• [EXERCISE PROMPT]
Using the records below, find every line that includes "CellKey" and copy it.

···

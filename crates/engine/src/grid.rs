use std::collections::BTreeMap;

use serde::Serialize;
use sha2::{Digest, Sha256};

use crate::attribute::names;
use crate::entity::{EntityRef, EntityState};
use crate::geometry::{Direction, GridPos, Layer, ADJACENT_ORDER};
use crate::EngineError;

/// Map key. Orders by layer, then row, then column so iteration is stable
/// across clones.
#[derive(Debug, Clone, Copy, PartialEq, Eq, Hash, PartialOrd, Ord)]
struct CellKey {
    layer: Layer,
    row: i32,
    column: i32,
}

impl CellKey {
    fn new(position: GridPos, layer: Layer) -> Self {
        let (row, column) = position.sort_key();
        Self { layer, row, column }
    }
}

/// One turn's occupancy: at most one entity per `(position, layer)`.
#[derive(Debug, Clone, Default, PartialEq, Eq)]
pub struct GridState {
    cells: BTreeMap<CellKey, EntityState>,
}

/// Flattened view of one occupied cell, for export and fingerprinting.
#[derive(Debug, Clone, PartialEq, Eq, Serialize)]
pub struct SnapshotRecord<'a> {
    pub layer: Layer,
    pub position: GridPos,
    pub entity: EntityRef,
    pub velocity: Option<Direction>,
    pub attributes: Vec<&'a str>,
}

impl GridState {
    pub fn new() -> Self {
        Self::default()
    }

    /// Builds the first snapshot of a level from authored initial states.
    pub fn from_entities(
        entities: impl IntoIterator<Item = EntityState>,
    ) -> Result<Self, EngineError> {
        let mut grid = Self::new();
        for state in entities {
            if grid.has_entity_at(state.position(), state.layer()) {
                return Err(EngineError::DuplicateOccupant {
                    position: state.position(),
                    layer: state.layer(),
                });
            }
            grid.insert(state);
        }
        Ok(grid)
    }

    pub fn get(&self, position: GridPos, layer: Layer) -> Option<&EntityState> {
        self.cells.get(&CellKey::new(position, layer))
    }

    /// Writes or clears a cell. `None` removes whatever occupied it.
    ///
    /// # Panics
    /// When the state's own position or layer disagree with the key.
    pub fn set(&mut self, position: GridPos, layer: Layer, state: Option<EntityState>) {
        let key = CellKey::new(position, layer);
        match state {
            Some(state) => {
                assert!(
                    state.position() == position && state.layer() == layer,
                    "entity {} stored at {position}/{layer} but reports {}/{}",
                    state.entity(),
                    state.position(),
                    state.layer()
                );
                self.cells.insert(key, state);
            }
            None => {
                self.cells.remove(&key);
            }
        }
    }

    /// Places a state in a vacant cell.
    ///
    /// # Panics
    /// When the cell is already occupied.
    pub fn insert(&mut self, state: EntityState) {
        let key = CellKey::new(state.position(), state.layer());
        assert!(
            !self.cells.contains_key(&key),
            "cell {}/{} already occupied",
            state.position(),
            state.layer()
        );
        self.cells.insert(key, state);
    }

    pub fn remove(&mut self, position: GridPos, layer: Layer) -> Option<EntityState> {
        self.cells.remove(&CellKey::new(position, layer))
    }

    /// Replaces the stored state of the same cell.
    pub fn replace(&mut self, state: EntityState) {
        self.set(state.position(), state.layer(), Some(state));
    }

    pub fn has_entity_at(&self, position: GridPos, layer: Layer) -> bool {
        self.cells.contains_key(&CellKey::new(position, layer))
    }

    /// Every state at `position`, bottom layer first.
    pub fn states_at(&self, position: GridPos) -> impl Iterator<Item = &EntityState> + '_ {
        Layer::ALL
            .into_iter()
            .filter_map(move |layer| self.get(position, layer))
    }

    pub fn iter(&self) -> impl Iterator<Item = &EntityState> + '_ {
        self.cells.values()
    }

    pub fn len(&self) -> usize {
        self.cells.len()
    }

    pub fn is_empty(&self) -> bool {
        self.cells.is_empty()
    }

    pub fn layer_len(&self, layer: Layer) -> usize {
        self.iter().filter(|state| state.layer() == layer).count()
    }

    pub fn find_by_attribute<'a>(
        &'a self,
        name: &'a str,
    ) -> impl Iterator<Item = &'a EntityState> + 'a {
        self.iter().filter(move |state| state.has_attribute(name))
    }

    pub fn find_entity(&self, entity: EntityRef) -> Option<&EntityState> {
        self.iter().find(|state| state.entity() == entity)
    }

    /// Neighbours on the same layer in up, down, left, right order.
    pub fn adjacent4(&self, position: GridPos, layer: Layer) -> [Option<&EntityState>; 4] {
        ADJACENT_ORDER.map(|direction| {
            position
                .step(direction)
                .and_then(|neighbour| self.get(neighbour, layer))
        })
    }

    /// The single entity carrying the Player attribute.
    pub fn player_state(&self) -> Result<&EntityState, EngineError> {
        let mut players = self.find_by_attribute(names::PLAYER);
        let Some(player) = players.next() else {
            return Err(EngineError::NoPlayer);
        };
        let extra = players.count();
        if extra > 0 {
            return Err(EngineError::MultiplePlayers { count: extra + 1 });
        }
        Ok(player)
    }

    pub fn records(&self) -> Vec<SnapshotRecord<'_>> {
        self.iter()
            .map(|state| SnapshotRecord {
                layer: state.layer(),
                position: state.position(),
                entity: state.entity(),
                velocity: state.velocity(),
                attributes: state.attributes().iter().map(|a| a.name()).collect(),
            })
            .collect()
    }

    /// Lowercase hex SHA-256 of every occupied cell in iteration order.
    pub fn fingerprint(&self) -> String {
        let mut hasher = Sha256::new();
        for state in self.iter() {
            hasher.update(state.layer().as_token().as_bytes());
            hasher.update([0u8]);
            hasher.update(state.position().x.to_le_bytes());
            hasher.update(state.position().y.to_le_bytes());
            hasher.update(state.entity().0.to_le_bytes());
            let velocity = state.velocity().map_or("none", Direction::as_token);
            hasher.update(velocity.as_bytes());
            hasher.update([0u8]);
            for attribute in state.attributes() {
                hasher.update(attribute.name().as_bytes());
                hasher.update([0u8]);
            }
            hasher.update([0xffu8]);
        }
        to_hex_lower(&hasher.finalize())
    }
}

fn to_hex_lower(bytes: &[u8]) -> String {
    let mut output = String::with_capacity(bytes.len() * 2);
    for byte in bytes {
        use std::fmt::Write as _;
        let _ = write!(&mut output, "{byte:02x}");
    }
    output
}
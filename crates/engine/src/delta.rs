use std::collections::BTreeMap;

use serde::Serialize;

use crate::entity::{EntityRef, EntityState};
use crate::geometry::{Direction, GridPos, Layer};
use crate::grid::GridState;

/// One presentation-relevant change between two snapshots.
#[derive(Debug, Clone, PartialEq, Eq, Serialize)]
#[serde(tag = "kind", rename_all = "snake_case")]
pub enum EntityDelta {
    Moved {
        entity: EntityRef,
        from: GridPos,
        to: GridPos,
        layer: Layer,
    },
    Appeared {
        entity: EntityRef,
        at: GridPos,
        layer: Layer,
    },
    Disappeared {
        entity: EntityRef,
        at: GridPos,
        layer: Layer,
    },
    AttributesChanged {
        entity: EntityRef,
        added: Vec<String>,
        removed: Vec<String>,
    },
    VelocityChanged {
        entity: EntityRef,
        from: Option<Direction>,
        to: Option<Direction>,
    },
}

impl EntityDelta {
    pub fn entity(&self) -> EntityRef {
        match self {
            Self::Moved { entity, .. }
            | Self::Appeared { entity, .. }
            | Self::Disappeared { entity, .. }
            | Self::AttributesChanged { entity, .. }
            | Self::VelocityChanged { entity, .. } => *entity,
        }
    }
}

/// Per-entity changes from `previous` to `next`, ordered by entity and,
/// within one entity, as moved, attributes, velocity.
pub fn diff_snapshots(previous: &GridState, next: &GridState) -> Vec<EntityDelta> {
    let before = by_entity(previous);
    let after = by_entity(next);
    let mut entities = before.keys().chain(after.keys()).copied().collect::<Vec<_>>();
    entities.sort_unstable();
    entities.dedup();

    let mut deltas = Vec::new();
    for entity in entities {
        match (before.get(&entity), after.get(&entity)) {
            (Some(old), None) => deltas.push(EntityDelta::Disappeared {
                entity,
                at: old.position(),
                layer: old.layer(),
            }),
            (None, Some(new)) => deltas.push(EntityDelta::Appeared {
                entity,
                at: new.position(),
                layer: new.layer(),
            }),
            (Some(old), Some(new)) => changes_between(old, new, &mut deltas),
            (None, None) => {}
        }
    }
    deltas
}

fn by_entity(grid: &GridState) -> BTreeMap<EntityRef, &EntityState> {
    grid.iter().map(|state| (state.entity(), state)).collect()
}

fn changes_between(old: &EntityState, new: &EntityState, deltas: &mut Vec<EntityDelta>) {
    let entity = new.entity();
    if old.position() != new.position() || old.layer() != new.layer() {
        deltas.push(EntityDelta::Moved {
            entity,
            from: old.position(),
            to: new.position(),
            layer: new.layer(),
        });
    }

    let added = new
        .attributes()
        .iter()
        .filter(|attribute| !old.attributes().contains(attribute))
        .map(|attribute| attribute.name().to_string())
        .collect::<Vec<_>>();
    let removed = old
        .attributes()
        .iter()
        .filter(|attribute| !new.attributes().contains(attribute))
        .map(|attribute| attribute.name().to_string())
        .collect::<Vec<_>>();
    if !added.is_empty() || !removed.is_empty() {
        deltas.push(EntityDelta::AttributesChanged {
            entity,
            added,
            removed,
        });
    }

    if old.velocity() != new.velocity() {
        deltas.push(EntityDelta::VelocityChanged {
            entity,
            from: old.velocity(),
            to: new.velocity(),
        });
    }
}

#[cfg(test)]
mod tests {
    use super::*;
    use crate::attribute::{names, Attribute};

    fn state(id: u64, x: i32, attributes: &[&str]) -> EntityState {
        EntityState::new(
            EntityRef(id),
            GridPos::new(x, 0),
            Layer::Objects,
            None,
            attributes.iter().map(|name| Attribute::new(*name)),
        )
    }

    #[test]
    fn identical_snapshots_have_no_deltas() {
        let grid = GridState::from_entities(vec![state(0, 0, &[names::PLAYER])]).expect("grid");
        assert!(diff_snapshots(&grid, &grid.clone()).is_empty());
    }

    #[test]
    fn reports_moves_removals_and_ignitions_in_entity_order() {
        let previous = GridState::from_entities(vec![
            state(0, 0, &[names::PLAYER]),
            state(1, 3, &[names::BURNING]),
            state(2, 4, &[names::FLAMMABLE]),
        ])
        .expect("grid");
        let mut next = previous.clone();
        let player = previous.player_state().expect("player");
        next.set(player.position(), player.layer(), None);
        next.insert(
            player
                .with_position(GridPos::new(1, 0))
                .with_velocity(Some(Direction::Right)),
        );
        next.remove(GridPos::new(3, 0), Layer::Objects);
        let log = next.get(GridPos::new(4, 0), Layer::Objects).expect("log");
        next.replace(log.with_attribute(&Attribute::new(names::BURNING)).expect("ignite"));

        let deltas = diff_snapshots(&previous, &next);
        assert_eq!(
            deltas,
            vec![
                EntityDelta::Moved {
                    entity: EntityRef(0),
                    from: GridPos::new(0, 0),
                    to: GridPos::new(1, 0),
                    layer: Layer::Objects,
                },
                EntityDelta::VelocityChanged {
                    entity: EntityRef(0),
                    from: None,
                    to: Some(Direction::Right),
                },
                EntityDelta::Disappeared {
                    entity: EntityRef(1),
                    at: GridPos::new(3, 0),
                    layer: Layer::Objects,
                },
                EntityDelta::AttributesChanged {
                    entity: EntityRef(2),
                    added: vec![names::BURNING.to_string()],
                    removed: Vec::new(),
                },
            ]
        );
    }

    #[test]
    fn deltas_serialize_with_kind_tag() {
        let delta = EntityDelta::VelocityChanged {
            entity: EntityRef(3),
            from: Some(Direction::Left),
            to: Some(Direction::Right),
        };
        let value = serde_json::to_value(&delta).expect("serialize");
        assert_eq!(
            value,
            serde_json::json!({
                "kind": "velocity_changed",
                "entity": 3,
                "from": "left",
                "to": "right"
            })
        );
    }

    #[test]
    fn reversed_diff_reports_appearance() {
        let previous = GridState::from_entities(vec![state(0, 0, &[names::PLAYER])]).expect("grid");
        let next =
            GridState::from_entities(vec![state(0, 0, &[names::PLAYER]), state(7, 2, &[])])
                .expect("grid");
        let deltas = diff_snapshots(&previous, &next);
        assert_eq!(deltas.len(), 1);
        assert_eq!(deltas[0].entity(), EntityRef(7));
        assert!(matches!(deltas[0], EntityDelta::Appeared { .. }));
    }
}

···

• [RESPONSE]
struct CellKey {
impl CellKey {
    cells: BTreeMap<CellKey, EntityState>,
        self.cells.get(&CellKey::new(position, layer))
        let key = CellKey::new(position, layer);
        let key = CellKey::new(state.position(), state.layer());
        self.cells.remove(&CellKey::new(position, layer))
        self.cells.contains_key(&CellKey::new(position, layer))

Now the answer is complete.